Следует отметить, что и в ранний период Ницше не был простым последователем Шопенгауэра, лишь находящим некое приложение его философии. Уже молодой Ницше подвергает метафизику Шопенгауэра определенной переработке. Направленность этой переработки – преимущественно эстетическая. Если у Шопенгауэра метафизика выступает фундаментом как эстетики, так и этики, то у Ницше наблюдается тенденция к эстетизации самой метафизики. Искусство, согласно Ницше, порождает видимость, иллюзии, делающие жизнь и существовании возможными. Истина как таковая скорее враждебна и губительна для жизни. Искусство как видимость, таким образом, становится трансцендентальной предпосылкой существования. Характерно при этом, что и воля, которая у Шопенгауэра относится к сфере кантовской вещи в себе, у Ницше перемещается в сферу явлений: «Вопреки Шопенгауэру воля – форма явления».[78]«Сама воля есть ничто иное, как видимость и Праединое является только в ней» (der Wille nichts als Schein selbst ist, und das Ureine nur in ihm eine Erscheinung hat).[79]

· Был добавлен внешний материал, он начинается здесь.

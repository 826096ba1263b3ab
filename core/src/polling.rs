//! Backoff Polling
//!
//! Repeatedly calls an async probe until a predicate over its result holds.
//! Probe errors are swallowed and polling continues; the last one seen is
//! reported if the attempt budget runs out.

use std::future::Future;
use std::time::Duration;

use thiserror::Error;
use tokio_util::sync::CancellationToken;
use tracing::debug;
use whalevault_config::PollingConfig;

/// Backoff schedule for [`poll_with_backoff`].
#[derive(Debug, Clone, Copy, PartialEq)]
pub struct PollConfig {
    pub initial_delay: Duration,
    pub max_delay: Duration,
    pub multiplier: f64,
    pub max_attempts: u32,
}

impl PollConfig {
    pub fn new(
        initial_delay: Duration,
        max_delay: Duration,
        multiplier: f64,
        max_attempts: u32,
    ) -> Self {
        Self {
            initial_delay,
            max_delay,
            multiplier,
            max_attempts,
        }
    }

    /// Constant interval, no growth.
    pub fn fixed(interval: Duration, max_attempts: u32) -> Self {
        Self::new(interval, interval, 1.0, max_attempts)
    }

    /// Proof job polling schedule from the `[polling]` section.
    pub fn job_polling(settings: &PollingConfig) -> Self {
        Self::new(
            Duration::from_millis(settings.initial_delay_ms),
            Duration::from_millis(settings.max_delay_ms),
            settings.multiplier,
            settings.max_attempts,
        )
    }

    /// Ledger confirmation schedule from the `[polling]` section.
    pub fn confirmation(settings: &PollingConfig) -> Self {
        Self::fixed(
            Duration::from_millis(settings.confirmation_interval_ms),
            settings.confirmation_max_attempts,
        )
    }

    // Saturates at `max_delay` when the product is not a valid duration.
    fn next_delay(&self, current: Duration) -> Duration {
        Duration::try_from_secs_f64(current.as_secs_f64() * self.multiplier.max(1.0))
            .map_or(self.max_delay, |next| next.min(self.max_delay))
    }
}

impl Default for PollConfig {
    fn default() -> Self {
        Self::job_polling(&PollingConfig::default())
    }
}

#[derive(Debug, Error)]
pub enum PollError<E> {
    #[error("polling gave up after {attempts} attempts")]
    Timeout {
        attempts: u32,
        last_error: Option<E>,
    },

    #[error("polling was cancelled")]
    Cancelled,
}

impl<E> PollError<E> {
    pub fn is_cancelled(&self) -> bool {
        matches!(self, PollError::Cancelled)
    }
}

/// Poll `probe` until `predicate` accepts its result.
///
/// The delay starts at `initial_delay` and is multiplied after every
/// unsuccessful attempt, capped at `max_delay`. There is no sleep after the
/// final attempt.
pub async fn poll_with_backoff<T, E, F, Fut, P>(
    probe: F,
    predicate: P,
    config: &PollConfig,
) -> Result<T, PollError<E>>
where
    F: FnMut() -> Fut,
    Fut: Future<Output = Result<T, E>>,
    P: FnMut(&T) -> bool,
{
    poll_with_backoff_cancellable(probe, predicate, config, &CancellationToken::new()).await
}

/// [`poll_with_backoff`] that stops with [`PollError::Cancelled`] as soon as
/// `cancel` fires. The token is checked before every probe and raced against
/// every sleep.
pub async fn poll_with_backoff_cancellable<T, E, F, Fut, P>(
    mut probe: F,
    mut predicate: P,
    config: &PollConfig,
    cancel: &CancellationToken,
) -> Result<T, PollError<E>>
where
    F: FnMut() -> Fut,
    Fut: Future<Output = Result<T, E>>,
    P: FnMut(&T) -> bool,
{
    let mut delay = config.initial_delay;
    let mut last_error = None;

    for attempt in 1..=config.max_attempts {
        if cancel.is_cancelled() {
            return Err(PollError::Cancelled);
        }

        match probe().await {
            Ok(value) if predicate(&value) => return Ok(value),
            Ok(_) => {}
            Err(e) => {
                debug!(attempt, "poll probe failed");
                last_error = Some(e);
            }
        }

        if attempt == config.max_attempts {
            break;
        }

        tokio::select! {
            _ = cancel.cancelled() => return Err(PollError::Cancelled),
            _ = tokio::time::sleep(delay) => {}
        }
        delay = config.next_delay(delay);
    }

    Err(PollError::Timeout {
        attempts: config.max_attempts,
        last_error,
    })
}
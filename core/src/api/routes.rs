//! API Routes
//!
//! Router configuration for the WhaleVault proof service.

use axum::{
    Json, Router,
    http::{StatusCode, Uri},
    response::IntoResponse,
    routing::{get, post},
};
use tower_http::cors::CorsLayer;
use tower_http::trace::TraceLayer;

use super::handlers::{self, ApiState};
use super::types::ErrorResponse;

/// Create the API router with all routes
pub fn create_router(state: ApiState) -> Router {
    let mut router = Router::new()
        // Health & pool
        .route("/api/health", get(handlers::health))
        .route("/api/pool/status", get(handlers::pool_status))
        // Commitments & shielding
        .route("/api/commitment/compute", post(handlers::compute_commitment))
        .route("/api/shield/prepare", post(handlers::prepare_shield))
        // Proof jobs
        .route("/api/unshield/proof", post(handlers::request_unshield_proof))
        .route("/api/transfer/proof", post(handlers::request_transfer_proof))
        .route("/api/proof/status/{job_id}", get(handlers::proof_status))
        // Relayer
        .route("/api/relay/unshield", post(handlers::relay_unshield))
        .route("/api/relay/transfer", post(handlers::relay_transfer))
        .route("/api/relay/info", get(handlers::relay_info))
        // Confirmation
        .route("/api/tx/{signature}", get(handlers::tx_status))
        .route("/api/nullifier/{nullifier}", get(handlers::nullifier_status));

    if state.dev_mode {
        router = router.route("/api/dev/shield", post(handlers::dev_shield));
    }

    router
        .fallback(not_found)
        .layer(TraceLayer::new_for_http())
        .layer(CorsLayer::permissive())
        .with_state(state)
}

async fn not_found(uri: Uri) -> impl IntoResponse {
    (
        StatusCode::NOT_FOUND,
        Json(ErrorResponse::not_found(format!("no route for {uri}"))),
    )
}
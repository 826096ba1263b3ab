//! Secret Derivation
//!
//! A position's secret is never stored. It is re-derived on demand from a
//! signature over a domain-separated message:
//!
//! ```text
//! WhaleVault Secret Derivation
//! Nonce: <nonce>
//! Chain ID: <chain id>
//! Version: <version>
//! ```
//!
//! secret = HKDF-SHA256(ikm = signature, salt = nonce, info = "whalevault-secret-v1")
//!
//! The framing must stay byte-for-byte identical across releases, otherwise
//! existing positions can no longer be re-opened.

use std::fmt;
use std::future::Future;

use chrono::Utc;
use ed25519_dalek::{Signer, SigningKey};
use hkdf::Hkdf;
use rand::RngCore;
use serde::{Deserialize, Serialize};
use sha2::Sha256;
use thiserror::Error;
use uuid::Uuid;
use whalevault_config::DerivationConfig;
use whalevault_privacy::Secret;

use crate::error::{Classify, ErrorCategory};

pub const DOMAIN_TAG: &str = "WhaleVault Secret Derivation";
pub const HKDF_INFO: &[u8] = b"whalevault-secret-v1";

// ============================================================================
// Errors
// ============================================================================

/// Failure reported by a signing transport.
#[derive(Error, Debug, Clone, PartialEq, Eq)]
pub enum SignerError {
    #[error("signature request rejected: {0}")]
    Rejected(String),

    #[error("signing transport unavailable: {0}")]
    Unavailable(String),
}

#[derive(Error, Debug, Clone, PartialEq, Eq)]
pub enum DerivationError {
    #[error("signature request rejected by the key holder: {0}")]
    SigningRejected(String),

    #[error("wallet cannot sign messages: {0}")]
    SignerUnavailable(String),

    #[error("position has neither a nonce nor a stored secret; funds are unrecoverable")]
    Unrecoverable,

    #[error("invalid nonce: {0}")]
    InvalidNonce(&'static str),

    #[error("signer returned an empty signature")]
    EmptySignature,

    #[error("key derivation failed")]
    KeyDerivation,
}

impl From<SignerError> for DerivationError {
    fn from(e: SignerError) -> Self {
        match e {
            SignerError::Rejected(m) => DerivationError::SigningRejected(m),
            SignerError::Unavailable(m) => DerivationError::SignerUnavailable(m),
        }
    }
}

impl Classify for DerivationError {
    fn category(&self) -> ErrorCategory {
        match self {
            DerivationError::SigningRejected(_) | DerivationError::SignerUnavailable(_) => {
                ErrorCategory::Interactive
            }
            DerivationError::Unrecoverable
            | DerivationError::EmptySignature
            | DerivationError::KeyDerivation => ErrorCategory::Protocol,
            DerivationError::InvalidNonce(_) => ErrorCategory::Validation,
        }
    }

    fn code(&self) -> &str {
        match self {
            DerivationError::SigningRejected(_) => "SIGNING_REJECTED",
            DerivationError::SignerUnavailable(_) => "SIGNER_UNAVAILABLE",
            DerivationError::Unrecoverable => "SECRET_UNRECOVERABLE",
            DerivationError::InvalidNonce(_) => "INVALID_NONCE",
            DerivationError::EmptySignature => "EMPTY_SIGNATURE",
            DerivationError::KeyDerivation => "KEY_DERIVATION_FAILED",
        }
    }
}

// ============================================================================
// Nonce
// ============================================================================

/// Per-position derivation nonce: `<unix millis>-<uuid v4>`.
#[derive(Clone, PartialEq, Eq, Hash, Serialize, Deserialize)]
#[serde(try_from = "String", into = "String")]
pub struct Nonce(String);

impl Nonce {
    pub fn generate() -> Self {
        Self(format!(
            "{}-{}",
            Utc::now().timestamp_millis(),
            Uuid::new_v4()
        ))
    }

    /// Accept a stored nonce. It must be non-empty and single-line so the
    /// signed message keeps exactly four lines.
    pub fn new(value: impl Into<String>) -> Result<Self, DerivationError> {
        let value = value.into();
        if value.is_empty() {
            return Err(DerivationError::InvalidNonce("empty"));
        }
        if value.contains(['\n', '\r']) {
            return Err(DerivationError::InvalidNonce("contains a line break"));
        }
        Ok(Self(value))
    }

    pub fn as_str(&self) -> &str {
        &self.0
    }
}

impl TryFrom<String> for Nonce {
    type Error = DerivationError;

    fn try_from(value: String) -> Result<Self, Self::Error> {
        Self::new(value)
    }
}

impl From<Nonce> for String {
    fn from(nonce: Nonce) -> Self {
        nonce.0
    }
}

impl fmt::Debug for Nonce {
    fn fmt(&self, f: &mut fmt::Formatter<'_>) -> fmt::Result {
        write!(f, "Nonce({})", self.0)
    }
}

impl fmt::Display for Nonce {
    fn fmt(&self, f: &mut fmt::Formatter<'_>) -> fmt::Result {
        f.write_str(&self.0)
    }
}

// ============================================================================
// Derivation
// ============================================================================

/// The exact message handed to the signer.
pub fn derivation_message(nonce: &Nonce, chain_id: &str, version: u32) -> String {
    format!("{DOMAIN_TAG}\nNonce: {nonce}\nChain ID: {chain_id}\nVersion: {version}")
}

/// Expand a signature into a 32-byte secret.
pub fn derive_secret(signature: &[u8], nonce: &Nonce) -> Result<Secret, DerivationError> {
    if signature.is_empty() {
        return Err(DerivationError::EmptySignature);
    }
    let hk = Hkdf::<Sha256>::new(Some(nonce.as_str().as_bytes()), signature);
    let mut okm = [0u8; 32];
    hk.expand(HKDF_INFO, &mut okm)
        .map_err(|_| DerivationError::KeyDerivation)?;
    Ok(Secret::from_bytes(okm))
}

/// "Sign this byte message, return a signature."
///
/// Signing waits on the key holder and is never timed out here; callers
/// race it against their own cancellation token.
pub trait MessageSigner: Send + Sync {
    fn sign_message(
        &self,
        message: &[u8],
    ) -> impl Future<Output = Result<Vec<u8>, SignerError>> + Send;
}

/// Local ed25519 key. Signatures are deterministic, so derivations repeat.
pub struct Ed25519Signer {
    key: SigningKey,
}

impl Ed25519Signer {
    pub fn new(key: SigningKey) -> Self {
        Self { key }
    }

    pub fn from_seed(seed: [u8; 32]) -> Self {
        Self::new(SigningKey::from_bytes(&seed))
    }

    pub fn random() -> Self {
        let mut seed = [0u8; 32];
        rand::rngs::OsRng.fill_bytes(&mut seed);
        Self::from_seed(seed)
    }

    /// Base58 public key, the wallet address.
    pub fn address(&self) -> String {
        bs58::encode(self.key.verifying_key().as_bytes()).into_string()
    }
}

impl MessageSigner for Ed25519Signer {
    async fn sign_message(&self, message: &[u8]) -> Result<Vec<u8>, SignerError> {
        Ok(self.key.sign(message).to_bytes().to_vec())
    }
}

/// Where a position's secret comes from, decided once when the position is
/// loaded.
#[derive(Debug, Clone, PartialEq, Eq)]
pub enum SecretSource {
    NonceDerived(Nonce),
    /// Positions created before nonce derivation, and imported transfers
    StoredSecret(Secret),
}

impl SecretSource {
    /// Nonce wins over a stored secret; neither is unrecoverable.
    pub fn from_parts(
        nonce: Option<Nonce>,
        secret: Option<Secret>,
    ) -> Result<Self, DerivationError> {
        match (nonce, secret) {
            (Some(nonce), _) => Ok(SecretSource::NonceDerived(nonce)),
            (None, Some(secret)) => Ok(SecretSource::StoredSecret(secret)),
            (None, None) => Err(DerivationError::Unrecoverable),
        }
    }

    pub fn nonce(&self) -> Option<&Nonce> {
        match self {
            SecretSource::NonceDerived(nonce) => Some(nonce),
            SecretSource::StoredSecret(_) => None,
        }
    }

    pub fn is_stored(&self) -> bool {
        matches!(self, SecretSource::StoredSecret(_))
    }
}

/// Derives position secrets through a [`MessageSigner`].
pub struct SecretDeriver<S> {
    signer: S,
    chain_id: String,
    version: u32,
}

impl<S: MessageSigner> SecretDeriver<S> {
    pub fn new(signer: S, chain_id: impl Into<String>, version: u32) -> Self {
        Self {
            signer,
            chain_id: chain_id.into(),
            version,
        }
    }

    pub fn from_config(signer: S, config: &DerivationConfig) -> Self {
        Self::new(signer, config.chain_id.clone(), config.version)
    }

    pub fn signer(&self) -> &S {
        &self.signer
    }

    pub fn message(&self, nonce: &Nonce) -> String {
        derivation_message(nonce, &self.chain_id, self.version)
    }

    pub async fn derive(&self, nonce: &Nonce) -> Result<Secret, DerivationError> {
        let message = self.message(nonce);
        let signature = self.signer.sign_message(message.as_bytes()).await?;
        derive_secret(&signature, nonce)
    }

    /// Secret for a brand-new position together with the nonce to store.
    pub async fn fresh(&self) -> Result<(Nonce, Secret), DerivationError> {
        let nonce = Nonce::generate();
        let secret = self.derive(&nonce).await?;
        Ok((nonce, secret))
    }

    pub async fn resolve(&self, source: &SecretSource) -> Result<Secret, DerivationError> {
        match source {
            SecretSource::NonceDerived(nonce) => self.derive(nonce).await,
            SecretSource::StoredSecret(secret) => Ok(secret.clone()),
        }
    }
}
//! WhaleVault Core
//!
//! Proof orchestration, relaying and the client side of private transfers
//! for the WhaleVault shielded pool.
//!
//! ```text
//!   wallet ──► PrivateTransfer ──► TransferBackend ──► ProofOrchestrator ──► LedgerGateway
//!                 │                  (in-process            │
//!                 ▼                   or HttpBackend)       ▼
//!            PositionStore                           MembershipProver
//! ```

pub mod api;
pub mod client;
pub mod derivation;
pub mod error;
pub mod jobs;
pub mod ledger;
pub mod polling;
pub mod position;
pub mod transfer;

pub use client::HttpBackend;
pub use error::{Classify, ErrorCategory};
pub use jobs::{OrchestratorConfig, ProofOrchestrator};
pub use ledger::{InMemoryLedger, LedgerGateway};
pub use position::{Position, PositionStore};
pub use transfer::{PrivateTransfer, TransferBackend, TransferError};
//! WhaleVault Proof Service
//!
//! Serves proof jobs and the relayer over HTTP, backed by an in-memory pool
//! ledger.
//!
//! ```text
//! ┌──────────────────────────────────────────────────────────┐
//! │                  WhaleVault Proof Service                │
//! │                                                          │
//! │  ┌─────────────┐   ┌───────────────────┐   ┌──────────┐  │
//! │  │  HTTP API   │──►│ ProofOrchestrator │──►│  Prover  │  │
//! │  │  (axum)     │   │ (jobs, relayer)   │   │ (mock /  │  │
//! │  └─────────────┘   └─────────┬─────────┘   │ groth16) │  │
//! │                              ▼             └──────────┘  │
//! │                     ┌─────────────────┐                  │
//! │                     │ InMemoryLedger  │                  │
//! │                     └─────────────────┘                  │
//! └──────────────────────────────────────────────────────────┘
//! ```

use std::path::Path;
use std::sync::Arc;
use std::time::Duration;

use anyhow::{Context, Result};
use ed25519_dalek::SigningKey;
use tokio::net::TcpListener;
use tokio::signal;
use tracing::{info, warn};
use tracing_subscriber::EnvFilter;
use whalevault_config::{ProverMode, VaultConfig};
use whalevault_core::api::{ApiState, create_router};
use whalevault_core::derivation::Ed25519Signer;
use whalevault_core::{InMemoryLedger, OrchestratorConfig, ProofOrchestrator};
use whalevault_prover::{Groth16Prover, MembershipProver, MockProver};

#[tokio::main]
async fn main() -> Result<()> {
    tracing_subscriber::fmt()
        .with_env_filter(
            EnvFilter::try_from_default_env()
                .unwrap_or_else(|_| EnvFilter::new("whalevault_core=info,tower_http=info")),
        )
        .init();

    let config = VaultConfig::load()?;

    info!("============================================");
    info!("      WHALEVAULT PROOF SERVICE v{}", env!("CARGO_PKG_VERSION"));
    info!("============================================");
    info!("Bind address      : {}", config.api.bind_addr());
    info!("Prover mode       : {:?}", config.prover.mode);
    info!("Max proofs        : {}", config.prover.max_concurrent_proofs);
    info!("Relayer           : {}", config.relayer.enabled);
    info!("Relayer fee       : {} bps", config.relayer.fee_bps);
    info!("Dev mode          : {}", config.features.dev_mode);
    info!("============================================");

    let prover: Arc<dyn MembershipProver> = match config.prover.mode {
        ProverMode::Groth16 => {
            let dir = Path::new(&config.prover.keys_dir);
            let prover = Groth16Prover::from_dir(dir)
                .with_context(|| format!("failed to load proving keys from {}", dir.display()))?;
            Arc::new(prover)
        }
        ProverMode::Mock => {
            warn!("Using mock prover; proofs are not zero-knowledge");
            Arc::new(MockProver::with_prove_time(Duration::from_millis(
                config.prover.mock_prove_time_ms,
            )))
        }
    };
    let ledger = Arc::new(InMemoryLedger::new(prover.clone()));

    let mut orchestrator_config = OrchestratorConfig::from_config(&config);
    if let Some(path) = &config.relayer.keypair_path {
        let address = relayer_address(Path::new(path))?;
        info!("Relayer address   : {}", address);
        orchestrator_config = orchestrator_config.with_relayer_address(address);
    }

    let orchestrator = ProofOrchestrator::new(prover, ledger, orchestrator_config);
    let sweeper = orchestrator.spawn_sweeper();

    let app = create_router(ApiState::new(
        orchestrator.clone(),
        config.features.dev_mode,
    ));
    let listener = TcpListener::bind(config.api.bind_addr()).await?;
    info!("HTTP API listening on {}", listener.local_addr()?);

    axum::serve(listener, app)
        .with_graceful_shutdown(shutdown_signal())
        .await?;

    orchestrator.shutdown();
    if let Err(e) = sweeper.await {
        warn!("Sweeper task ended abnormally: {}", e);
    }
    info!("Shutdown complete");
    Ok(())
}

/// Solana-style keypair file: a JSON array of 64 bytes.
fn relayer_address(path: &Path) -> Result<String> {
    let contents = std::fs::read_to_string(path)
        .with_context(|| format!("failed to read relayer keypair {}", path.display()))?;
    let bytes: Vec<u8> = serde_json::from_str(&contents)
        .with_context(|| format!("relayer keypair {} is not a byte array", path.display()))?;
    let bytes: [u8; 64] = bytes
        .try_into()
        .map_err(|v: Vec<u8>| anyhow::anyhow!("relayer keypair has {} bytes, expected 64", v.len()))?;
    let key = SigningKey::from_keypair_bytes(&bytes).context("invalid relayer keypair")?;
    Ok(Ed25519Signer::new(key).address())
}

async fn shutdown_signal() {
    match signal::ctrl_c().await {
        Ok(()) => info!("Shutdown signal received"),
        Err(e) => {
            warn!("Failed to listen for ctrl-c: {}", e);
            std::future::pending::<()>().await
        }
    }
}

В этом переосмыслении основоположений шопенгауэровской метафизики обнаруживаются сразу две тенденции, характерные для мысли Ницше. С одной стороны, базельский профессор пытается спасти ставшую невозможной метафизику посредством придания ей эстетического характера. Если после Канта метафизика становится невозможной как наука, как познание, то можно еще попытаться найти путь к Пра-единому (Ureine) через сферу художественного. В каком-то смысле этот путь был намечен у самого Канта в «Критике способности суждения», затем был разработан Шопенгауэром в его эстетике. Однако, с другой стороны, у Ницше уже в раннем периоде творчества наблюдается тенденция к отказу от метафизики в пользу эстетики. В данном случае речь уже идет не об эстетизации метафизики (в чем у Ницше были предшественники), но о превращении эстетики в самодовлеющее онтологическое учение без метафизики (т. е. без трансцендентного). Так, одно из наиболее характерных высказываний в этом направлении обнаруживает принципиальную амбивалентность мысли Ницше: «Жизнь возможна лишь благодаря художественным иллюзиям» (Das Leben nur möglich durch künstlerische Wahnbilder).[80] Можно прочитать этот тезис в ключе «артистической метафизики»: «möglich» (возможно) в данном случае будет означать онтологическое условие или трансцендентальную предпосылку существования. Но есть и иной вариант прочтения, в котором «möglich» будет подразумевать не онтологическую возможность, но выносимость, оправданность. Здесь речь идет уже не об обнаружении фундаментальных оснований бытия, но о придании существованию смысла через художественные иллюзии (durch künstlerische Wahnbilder). В контексте дальнейшего развития мысли Ницше именно эта неметафизическая тенденция станет преобладающей. Но уже сейчас, в 1870–1871 гг. Ницше все больше склоняется в сторону выхода за пределы метафизики как таковой: «Моя философия – это перевернутый платонизм: чем больше мы удаляемся от истинного бытия (vom wahrhaft Seienden), тем чище, прекраснее и лучше. Жизнь в мире иллюзии (im Schein) как цель».[81]